That cats, even in the Middle Ages, were thought much more highly of in Great Britain than on the Continent is proved by the fact that the laws there imposed a heavy fine on cat-killers, the fine being as much wheat as would serve to bury the cat when he was held up by the tip of the tail with his nose on the ground. So that pet cats stood a fairly good chance in those days.

One of the good things remembered of Louis XIII is that he interceded as Dauphin with Henri IV for the lives of the cats about to be burned at the festival on St. John’s Day.

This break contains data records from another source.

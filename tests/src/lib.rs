//! # Tradable Asset Test Suite
//!
//! ## Structure
//!
//! ```text
//! tests/src/
//! └── integration/
//!     ├── negotiation_flow.rs   # Issue → RequestToBuy → AgreeToSell
//!     ├── privacy.rs            # Private collection isolation
//!     └── concurrency.rs        # MVCC conflicts between racing invocations
//! ```
//!
//! ## Running Tests
//!
//! ```bash
//! cargo test -p asset-tests
//! cargo test -p asset-tests integration::privacy
//! ```

pub mod fixtures;
pub mod integration;
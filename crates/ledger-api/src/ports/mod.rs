//! # Ports Module
//!
//! Outbound port to the ledger runtime.

pub mod outbound;

pub use outbound::*;
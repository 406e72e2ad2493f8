//! Cross-crate flows run through the asset runtime.

pub mod concurrency;
pub mod negotiation_flow;
pub mod privacy;
//! # Asset Runtime
//!
//! Runs one full negotiation on a fresh in-memory ledger and prints the
//! resulting public asset:
//!
//! 1. Alice (OrgX) issues asset `A1`
//! 2. Bob (OrgY) requests to buy it with a private offer
//! 3. Alice lists her pending requests and agrees to sell

use anyhow::{Context, Result};
use asset_runtime::{init_logging, AssetRuntime, RuntimeConfig};
use ledger_api::TransientMap;
use tracing::info;
use tradable_asset::{AssetContractApi, CertificateIdentity, IssueAsset};

const REQUEST_KEY: &str = "buy_request";

fn main() -> Result<()> {
    let config = RuntimeConfig::from_env().context("Failed to load configuration")?;
    init_logging(&config)?;

    info!("Tradable asset runtime v{}", tradable_asset::VERSION);

    let runtime = AssetRuntime::new(config.contract.clone());

    let alice = CertificateIdentity::new("OrgX", "x509::CN=alice,OU=client", "Alice")
        .with_attribute("ethAdr", "0x00000000000000000000000000000000000a11ce");
    let bob = CertificateIdentity::new("OrgY", "x509::CN=bob,OU=client", "Bob")
        .with_attribute("ethAdr", "0x0000000000000000000000000000000000000b0b");

    let issued = runtime
        .invoke(&alice, TransientMap::new(), |contract, ctx| {
            contract.issue_asset(
                ctx,
                IssueAsset {
                    id: "A1".to_string(),
                    color: "blue".to_string(),
                    size: 5,
                    appraised_value: 300,
                },
            )
        })
        .context("IssueAsset failed")?;
    info!(key = %issued.key, "Issued");

    let mut transient = TransientMap::new();
    transient.insert(
        REQUEST_KEY.to_string(),
        serde_json::to_vec(&serde_json::json!({ "message": "offer" }))?,
    );
    runtime
        .invoke(&bob, transient, |contract, ctx| {
            contract.request_to_buy(ctx, REQUEST_KEY, &issued.owner.name, &issued.id)
        })
        .context("RequestToBuy failed")?;

    let requests = runtime
        .invoke(&alice, TransientMap::new(), |contract, ctx| {
            contract.get_requests(ctx)
        })
        .context("GetRequests failed")?;
    for request in &requests {
        info!(buyer = %request.buyer.id, message = %request.message, "Pending request");
    }

    runtime
        .invoke(&alice, TransientMap::new(), |contract, ctx| {
            contract.agree_to_sell(ctx, &issued.id)
        })
        .context("AgreeToSell failed")?;

    let asset = runtime
        .invoke(&bob, TransientMap::new(), |contract, ctx| {
            contract.read_asset(ctx, &issued.owner.name, &issued.id)
        })
        .context("ReadAsset failed")?;

    println!("{}", serde_json::to_string_pretty(&asset)?);
    Ok(())
}
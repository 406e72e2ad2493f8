//! # Ledger Errors
//!
//! Error types for the entity store and the ledger adapters.

use thiserror::Error;

/// Ledger and entity store error types.
#[derive(Debug, Error)]
pub enum LedgerError {
    /// No record at the key (only raised where existence is required).
    #[error("State not found: {key}")]
    NotFound {
        /// Composite key that was looked up
        key: String,
    },

    /// A record is already present at the key.
    #[error("State already exists: {key}")]
    AlreadyExists {
        /// Composite key of the existing record
        key: String,
    },

    /// A composite key part contains the separator.
    #[error("Invalid key part {part:?}: must not contain {separator:?}")]
    InvalidKeyPart {
        /// Offending part
        part: String,
        /// Reserved separator
        separator: char,
    },

    /// Entity could not be encoded.
    #[error("Serialization error: {0}")]
    Serialization(String),

    /// Stored bytes could not be decoded into the entity.
    #[error("Deserialization error at {key}: {reason}")]
    Deserialization {
        /// Key of the malformed record
        key: String,
        /// Decoder message
        reason: String,
    },

    /// Rich query is not a valid selector document.
    #[error("Invalid query: {0}")]
    InvalidQuery(String),

    /// Another transaction committed a newer version of a key this one read.
    #[error("MVCC read conflict on {key} (tx {tx_id})")]
    MvccConflict {
        /// Conflicting key (collection-qualified for private data)
        key: String,
        /// Rejected transaction
        tx_id: String,
    },

    /// Underlying ledger read or write failed.
    #[error("Ledger I/O error: {0}")]
    Io(String),
}
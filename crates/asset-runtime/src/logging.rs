//! Structured logging setup.

use crate::{RuntimeConfig, RuntimeError};
use tracing_subscriber::{layer::SubscriberExt, util::SubscriberInitExt, EnvFilter};

/// Install the global subscriber.
///
/// `RUST_LOG` wins over the configured level when set.
pub fn init_logging(config: &RuntimeConfig) -> Result<(), RuntimeError> {
    let env_filter = EnvFilter::try_from_default_env()
        .or_else(|_| EnvFilter::try_new(&config.log_level))
        .map_err(|e| RuntimeError::Logging(e.to_string()))?;

    if config.json_logs {
        let json_layer = tracing_subscriber::fmt::layer()
            .json()
            .with_target(true)
            .with_current_span(true)
            .with_file(true)
            .with_line_number(true);

        tracing_subscriber::registry()
            .with(env_filter)
            .with(json_layer)
            .try_init()
            .map_err(|e| RuntimeError::Logging(e.to_string()))?;
    } else {
        let fmt_layer = tracing_subscriber::fmt::layer()
            .with_target(true)
            .with_thread_ids(false)
            .with_ansi(true);

        tracing_subscriber::registry()
            .with(env_filter)
            .with(fmt_layer)
            .try_init()
            .map_err(|e| RuntimeError::Logging(e.to_string()))?;
    }

    tracing::debug!(
        level = %config.log_level,
        json = config.json_logs,
        "Logging initialized"
    );
    Ok(())
}
//! # Outbound Ports
//!
//! Collaborators the contract consumes but does not implement.

use crate::domain::{AssetError, Identity};

/// Resolves the identity of the invoking client - outbound port.
///
/// Certificate validation happens before the contract runs; the resolver
/// only maps an authenticated client to an [`Identity`].
pub trait IdentityResolver: Send + Sync {
    /// Identity of the caller.
    fn resolve(&self) -> Result<Identity, AssetError>;
}
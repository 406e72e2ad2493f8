//! # In-Memory Ledger
//!
//! Implements `ChaincodeStub` over a committed world state held in memory.
//!
//! Each invocation runs in a [`TransactionStub`]:
//! - reads see committed state only (no read-your-writes) and record the
//!   version they observed
//! - writes are buffered until [`TransactionStub::commit`]
//! - commit fails with `MvccConflict` if any key read has since changed
//! - dropping a stub without committing discards its writes

use super::selector::Selector;
use crate::domain::LedgerError;
use crate::ports::{ChaincodeStub, QueryResult, TransientMap};
use parking_lot::{Mutex, RwLock};
use std::collections::{BTreeMap, HashMap};
use std::fmt;
use tracing::{debug, info, warn};
use uuid::Uuid;

/// Public key or collection-qualified private key.
#[derive(Clone, Debug, PartialEq, Eq, PartialOrd, Ord, Hash)]
struct Slot {
    collection: Option<String>,
    key: String,
}

impl Slot {
    fn public(key: &str) -> Self {
        Self {
            collection: None,
            key: key.to_string(),
        }
    }

    fn private(collection: &str, key: &str) -> Self {
        Self {
            collection: Some(collection.to_string()),
            key: key.to_string(),
        }
    }
}

impl fmt::Display for Slot {
    fn fmt(&self, f: &mut fmt::Formatter<'_>) -> fmt::Result {
        match &self.collection {
            Some(c) => write!(f, "{}/{}", c, self.key),
            None => f.write_str(&self.key),
        }
    }
}

#[derive(Debug, Default)]
struct WorldState {
    values: BTreeMap<Slot, Vec<u8>>,
    /// Commit height of the last write (or delete) per slot.
    versions: HashMap<Slot, u64>,
    height: u64,
}

impl WorldState {
    fn version(&self, slot: &Slot) -> u64 {
        self.versions.get(slot).copied().unwrap_or(0)
    }
}

/// Committed ledger state shared by all transactions.
#[derive(Debug, Default)]
pub struct InMemoryLedger {
    world: RwLock<WorldState>,
}

impl InMemoryLedger {
    /// Create an empty ledger.
    pub fn new() -> Self {
        Self::default()
    }

    /// Open a transaction with no transient data.
    pub fn begin(&self) -> TransactionStub<'_> {
        self.begin_with_transient(TransientMap::new())
    }

    /// Open a transaction carrying caller-supplied transient data.
    pub fn begin_with_transient(&self, transient: TransientMap) -> TransactionStub<'_> {
        let tx_id = Uuid::new_v4().to_string();
        debug!(tx_id = %tx_id, "Opening transaction");
        TransactionStub {
            ledger: self,
            tx_id,
            transient,
            read_set: Mutex::new(HashMap::new()),
            write_set: Mutex::new(BTreeMap::new()),
        }
    }

    /// Number of committed transactions.
    pub fn height(&self) -> u64 {
        self.world.read().height
    }

    /// Committed public value, outside any transaction.
    pub fn public_state(&self, key: &str) -> Option<Vec<u8>> {
        self.world.read().values.get(&Slot::public(key)).cloned()
    }

    /// Committed private value, outside any transaction.
    pub fn private_data(&self, collection: &str, key: &str) -> Option<Vec<u8>> {
        self.world
            .read()
            .values
            .get(&Slot::private(collection, key))
            .cloned()
    }
}

/// One transaction against an [`InMemoryLedger`].
pub struct TransactionStub<'a> {
    ledger: &'a InMemoryLedger,
    tx_id: String,
    transient: TransientMap,
    read_set: Mutex<HashMap<Slot, u64>>,
    /// `None` marks a delete.
    write_set: Mutex<BTreeMap<Slot, Option<Vec<u8>>>>,
}

impl TransactionStub<'_> {
    /// Validate the read set and apply buffered writes atomically.
    ///
    /// Returns the new ledger height.
    pub fn commit(self) -> Result<u64, LedgerError> {
        let mut world = self.ledger.world.write();

        for (slot, seen) in self.read_set.into_inner() {
            if world.version(&slot) != seen {
                warn!(tx_id = %self.tx_id, key = %slot, "MVCC read conflict");
                return Err(LedgerError::MvccConflict {
                    key: slot.to_string(),
                    tx_id: self.tx_id,
                });
            }
        }

        world.height += 1;
        let height = world.height;
        let writes = self.write_set.into_inner();
        let count = writes.len();
        for (slot, value) in writes {
            match value {
                Some(bytes) => {
                    world.values.insert(slot.clone(), bytes);
                }
                None => {
                    world.values.remove(&slot);
                }
            }
            world.versions.insert(slot, height);
        }

        info!(tx_id = %self.tx_id, height, writes = count, "Transaction committed");
        Ok(height)
    }

    /// Number of buffered writes.
    pub fn pending_writes(&self) -> usize {
        self.write_set.lock().len()
    }

    fn read(&self, slot: Slot) -> Option<Vec<u8>> {
        let world = self.ledger.world.read();
        let value = world.values.get(&slot).cloned();
        let version = world.version(&slot);
        // First observation wins; a later re-read must not mask it.
        self.read_set.lock().entry(slot).or_insert(version);
        value
    }

    fn write(&self, slot: Slot, value: Option<Vec<u8>>) {
        self.write_set.lock().insert(slot, value);
    }
}

impl ChaincodeStub for TransactionStub<'_> {
    fn tx_id(&self) -> &str {
        &self.tx_id
    }

    fn get_state(&self, key: &str) -> Result<Option<Vec<u8>>, LedgerError> {
        Ok(self.read(Slot::public(key)))
    }

    fn put_state(&self, key: &str, value: Vec<u8>) -> Result<(), LedgerError> {
        if key.is_empty() {
            return Err(LedgerError::Io("empty key".to_string()));
        }
        self.write(Slot::public(key), Some(value));
        Ok(())
    }

    fn del_state(&self, key: &str) -> Result<(), LedgerError> {
        self.write(Slot::public(key), None);
        Ok(())
    }

    fn get_state_by_range(&self, start: &str, end: &str) -> Result<Vec<QueryResult>, LedgerError> {
        let world = self.ledger.world.read();
        let mut read_set = self.read_set.lock();

        let results = world
            .values
            .iter()
            .filter(|(slot, _)| slot.collection.is_none())
            .filter(|(slot, _)| start.is_empty() || slot.key.as_str() >= start)
            .filter(|(slot, _)| end.is_empty() || slot.key.as_str() < end)
            .map(|(slot, value)| {
                read_set
                    .entry(slot.clone())
                    .or_insert_with(|| world.version(slot));
                QueryResult {
                    key: slot.key.clone(),
                    value: value.clone(),
                }
            })
            .collect();

        Ok(results)
    }

    fn get_private_data(
        &self,
        collection: &str,
        key: &str,
    ) -> Result<Option<Vec<u8>>, LedgerError> {
        Ok(self.read(Slot::private(collection, key)))
    }

    fn put_private_data(
        &self,
        collection: &str,
        key: &str,
        value: Vec<u8>,
    ) -> Result<(), LedgerError> {
        if collection.is_empty() || key.is_empty() {
            return Err(LedgerError::Io("empty collection or key".to_string()));
        }
        self.write(Slot::private(collection, key), Some(value));
        Ok(())
    }

    fn del_private_data(&self, collection: &str, key: &str) -> Result<(), LedgerError> {
        self.write(Slot::private(collection, key), None);
        Ok(())
    }

    fn get_private_data_query_result(
        &self,
        collection: &str,
        query: &str,
    ) -> Result<Vec<QueryResult>, LedgerError> {
        let selector = Selector::parse(query)?;
        let world = self.ledger.world.read();

        let mut results = Vec::new();
        for (slot, value) in &world.values {
            if slot.collection.as_deref() != Some(collection) {
                continue;
            }
            // Non-JSON documents are invisible to rich queries.
            let Ok(doc) = serde_json::from_slice::<serde_json::Value>(value) else {
                continue;
            };
            if selector.matches(&doc)? {
                results.push(QueryResult {
                    key: slot.key.clone(),
                    value: value.clone(),
                });
            }
        }

        debug!(collection, matched = results.len(), "Rich query evaluated");
        Ok(results)
    }

    fn get_transient(&self) -> Result<TransientMap, LedgerError> {
        Ok(self.transient.clone())
    }
}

Nowadays, there is a current superstition that a black cat brings good luck to a house; but in the Middle Ages they believed that the devil borrowed the form of a black cat when he wanted to torment or get control of his victims. There are plenty of old traditions about cats having spoken to human beings, and been kicked, or struck, or burned by them in return; and invariably, these tales tell us, those who are so bespoken meet some one the next day with plain marks of the injury they had inflicted on the froward cat,–which was sure evidence of witchery and sorcery. Doubtless full many a human being has been put to death, in times past, on no stronger evidence of being a witch. Humanity did not come to the rescue of the cat and bring her out from the shadow of ignominy that hung over her in mediaeval times until 1618, when an interdict was issued in Flanders prohibiting the festive ceremony of throwing cats from the high tower of Ypres on Wednesdays of the second week in Lent. And from that time Pussy’s fortunes began to look up.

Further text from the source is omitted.